Problem to solve: Print the lines of the data, starting with the first, up to and including the line where "use crate::error::AppError;" appears.

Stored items
--- START ---

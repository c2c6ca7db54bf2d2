pub mod find_post;

pub use find_post::find_post;
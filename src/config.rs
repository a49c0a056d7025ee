use std::env;

#[derive(Clone)]
pub struct Config {
    pub database_url: String,
    pub port: u16,
    pub notify_url: String,
    pub notify_token: String,
    pub cache_ttl_secs: u64,
}

impl Config {
    pub fn from_env() -> Self {
        Self {
            database_url: env::var("DATABASE_URL").expect("DATABASE_URL must be set"),
            port: env::var("PORT").unwrap_or_else(|_| "3000".to_string()).parse().expect("PORT must be a number"),
            notify_url: env::var("NOTIFY_URL").unwrap_or_else(|_| "http://localhost:8000/api/v1/notify".to_string()),
            notify_token: env::var("NOTIFY_TOKEN").unwrap_or_else(|_| "test-token-1".to_string()),
            cache_ttl_secs: env::var("CACHE_TTL_SECS").unwrap_or_else(|_| "300".to_string()).parse().expect("CACHE_TTL_SECS must be a number"),
        }
    }
}
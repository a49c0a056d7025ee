use axum::{
    extract::{Path, Query, State},
    response::IntoResponse,
    Json,
};
use std::collections::HashMap;
use std::sync::Arc;

use crate::api::dtos::responses::{CalendarResponse, SlotsResponse};
use crate::api::handlers::parse_date;
use crate::error::AppError;
use crate::state::AppState;

pub async fn get_slots(
    State(state): State<Arc<AppState>>,
    Path(service_id): Path<String>,
    Query(params): Query<HashMap<String, String>>,
) -> Result<impl IntoResponse, AppError> {
    let date_str = params.get("date").ok_or(AppError::Validation("date required".into()))?;
    let date = parse_date(date_str)?;

    let slots = state.resolver.available_slots(&service_id, date).await?;

    Ok(Json(SlotsResponse { date, slots }))
}

pub async fn get_calendar(
    State(state): State<Arc<AppState>>,
    Path(service_id): Path<String>,
    Query(params): Query<HashMap<String, String>>,
) -> Result<impl IntoResponse, AppError> {
    let year: i32 = params
        .get("year")
        .ok_or(AppError::Validation("year required".into()))?
        .parse()
        .map_err(|_| AppError::Validation("Invalid year".into()))?;
    let month: u32 = params
        .get("month")
        .ok_or(AppError::Validation("month required".into()))?
        .parse()
        .map_err(|_| AppError::Validation("Invalid month".into()))?;

    if !(1..=12).contains(&month) {
        return Err(AppError::Validation("month must be 1-12".into()));
    }

    let weeks = state.resolver.month_grid(&service_id, year, month).await?;

    Ok(Json(CalendarResponse { year, month, weeks }))
}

--- END ---

Result of the task:
repository c2c6ca7db54bf2d2
pub mod find_post;

pub use find_post::find_post;
filename src/config.rs
repository a49c0a056d7025ee
use std::env;

#[derive(Clone)]
pub struct Config {
    pub database_url: String,
    pub port: u16,
    pub notify_url: String,
    pub notify_token: String,
    pub cache_ttl_secs: u64,
}

impl Config {
    pub fn from_env() -> Self {
        Self {
            database_url: env::var("DATABASE_URL").expect("DATABASE_URL must be set"),
            port: env::var("PORT").unwrap_or_else(|_| "3000".to_string()).parse().expect("PORT must be a number"),
            notify_url: env::var("NOTIFY_URL").unwrap_or_else(|_| "http://localhost:8000/api/v1/notify".to_string()),
            notify_token: env::var("NOTIFY_TOKEN").unwrap_or_else(|_| "test-token-1".to_string()),
            cache_ttl_secs: env::var("CACHE_TTL_SECS").unwrap_or_else(|_| "300".to_string()).parse().expect("CACHE_TTL_SECS must be a number"),
        }
    }
}
repository a49c0a056d7025ee
use axum::{
    extract::{Path, Query, State},
    response::IntoResponse,
    Json,
};
use std::collections::HashMap;
use std::sync::Arc;

use crate::api::dtos::responses::{CalendarResponse, SlotsResponse};
use crate::api::handlers::parse_date;
use crate::error::AppError;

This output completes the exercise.